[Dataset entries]
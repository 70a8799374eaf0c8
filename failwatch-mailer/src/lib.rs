//! Mandrill HTTP Client
//!
//! Sends the failure digest through Mandrill's `messages/send` API. One call
//! carries every recipient; there is no per-recipient fan-out and no retry.
//!
//! # Example
//!
//! ```no_run
//! use failwatch_core::domain::message::{OutboundMessage, Recipient, Sender};
//! use failwatch_mailer::MandrillClient;
//!
//! #[tokio::main]
//! async fn main() -> anyhow::Result<()> {
//!     let client = MandrillClient::new("mandrill-key");
//!
//!     let message = OutboundMessage::new(
//!         Sender { email: "rundeck@example.com".into(), name: "Rundeck".into() },
//!         vec![Recipient { email: "ops@example.com".into(), name: "Ops".into(), send_type: "to".into() }],
//!         "[RunDeck] [web] 1 failures!",
//!         "1 Failed Executions from project [web].",
//!     );
//!
//!     let results = client.send(&message).await?;
//!     println!("sent to {} recipient(s)", results.len());
//!     Ok(())
//! }
//! ```

pub mod error;
mod messages;

pub use error::{MailError, Result};
pub use failwatch_core::dto::mandrill::SendResult;

use reqwest::Client;

/// Public Mandrill API endpoint
pub const DEFAULT_API_URL: &str = "https://mandrillapp.com/api/1.0";

/// HTTP client for the Mandrill API
#[derive(Clone)]
pub struct MandrillClient {
    /// Base URL of the API (e.g., "https://mandrillapp.com/api/1.0")
    base_url: String,
    api_key: String,
    /// HTTP client instance
    client: Client,
}

impl MandrillClient {
    /// Create a client for the public Mandrill endpoint
    ///
    /// # Example
    /// ```
    /// use failwatch_mailer::MandrillClient;
    ///
    /// let client = MandrillClient::new("mandrill-key");
    /// assert_eq!(client.base_url(), "https://mandrillapp.com/api/1.0");
    /// ```
    pub fn new(api_key: impl Into<String>) -> Self {
        Self::with_endpoint(DEFAULT_API_URL, api_key, Client::new())
    }

    /// Create a client for a custom endpoint with a configured HTTP client
    ///
    /// # Arguments
    /// * `base_url` - API base URL, without the `/messages/send.json` suffix
    /// * `api_key` - Mandrill API key
    /// * `client` - A configured reqwest Client (timeouts, proxies, TLS...)
    pub fn with_endpoint(
        base_url: impl Into<String>,
        api_key: impl Into<String>,
        client: Client,
    ) -> Self {
        let base_url = base_url.into();
        Self {
            base_url: base_url.trim_end_matches('/').to_string(),
            api_key: api_key.into(),
            client,
        }
    }

    /// Get the base URL of the API
    pub fn base_url(&self) -> &str {
        &self.base_url
    }
}

impl std::fmt::Debug for MandrillClient {
    fn fmt(&self, f: &mut std::fmt::Formatter<'_>) -> std::fmt::Result {
        f.debug_struct("MandrillClient")
            .field("base_url", &self.base_url)
            .field("api_key", &"***")
            .finish()
    }
}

▶ [Task to carry out]:
Nothing in the data may change. Give it again in full.

▶ [Exercise result]:
repository 70a8799374eaf0c8
filename failwatch-mailer/src/lib.rs
//! Mandrill HTTP Client
//!
//! Sends the failure digest through Mandrill's `messages/send` API. One call
//! carries every recipient; there is no per-recipient fan-out and no retry.
//!
//! # Example
//!
//! ```no_run
//! use failwatch_core::domain::message::{OutboundMessage, Recipient, Sender};
//! use failwatch_mailer::MandrillClient;
//!
//! #[tokio::main]
//! async fn main() -> anyhow::Result<()> {
//!     let client = MandrillClient::new("mandrill-key");
//!
//!     let message = OutboundMessage::new(
//!         Sender { email: "rundeck@example.com".into(), name: "Rundeck".into() },
//!         vec![Recipient { email: "ops@example.com".into(), name: "Ops".into(), send_type: "to".into() }],
//!         "[RunDeck] [web] 1 failures!",
//!         "1 Failed Executions from project [web].",
//!     );
//!
//!     let results = client.send(&message).await?;
//!     println!("sent to {} recipient(s)", results.len());
//!     Ok(())
//! }
//! ```

pub mod error;
mod messages;

pub use error::{MailError, Result};
pub use failwatch_core::dto::mandrill::SendResult;

use reqwest::Client;

/// Public Mandrill API endpoint
pub const DEFAULT_API_URL: &str = "https://mandrillapp.com/api/1.0";

/// HTTP client for the Mandrill API
#[derive(Clone)]
pub struct MandrillClient {
    /// Base URL of the API (e.g., "https://mandrillapp.com/api/1.0")
    base_url: String,
    api_key: String,
    /// HTTP client instance
    client: Client,
}

impl MandrillClient {
    /// Create a client for the public Mandrill endpoint
    ///
    /// # Example
    /// ```
    /// use failwatch_mailer::MandrillClient;
    ///
    /// let client = MandrillClient::new("mandrill-key");
    /// assert_eq!(client.base_url(), "https://mandrillapp.com/api/1.0");
    /// ```
    pub fn new(api_key: impl Into<String>) -> Self {
        Self::with_endpoint(DEFAULT_API_URL, api_key, Client::new())
    }

    /// Create a client for a custom endpoint with a configured HTTP client
    ///
    /// # Arguments
    /// * `base_url` - API base URL, without the `/messages/send.json` suffix
    /// * `api_key` - Mandrill API key
    /// * `client` - A configured reqwest Client (timeouts, proxies, TLS...)
    pub fn with_endpoint(
        base_url: impl Into<String>,
        api_key: impl Into<String>,
        client: Client,
    ) -> Self {
        let base_url = base_url.into();
        Self {
            base_url: base_url.trim_end_matches('/').to_string(),
            api_key: api_key.into(),
            client,
        }
    }

    /// Get the base URL of the API
    pub fn base_url(&self) -> &str {
        &self.base_url
    }
}

impl std::fmt::Debug for MandrillClient {
    fn fmt(&self, f: &mut std::fmt::Formatter<'_>) -> std::fmt::Result {
        f.debug_struct("MandrillClient")
            .field("base_url", &self.base_url)
            .field("api_key", &"***")
            .finish()
    }
}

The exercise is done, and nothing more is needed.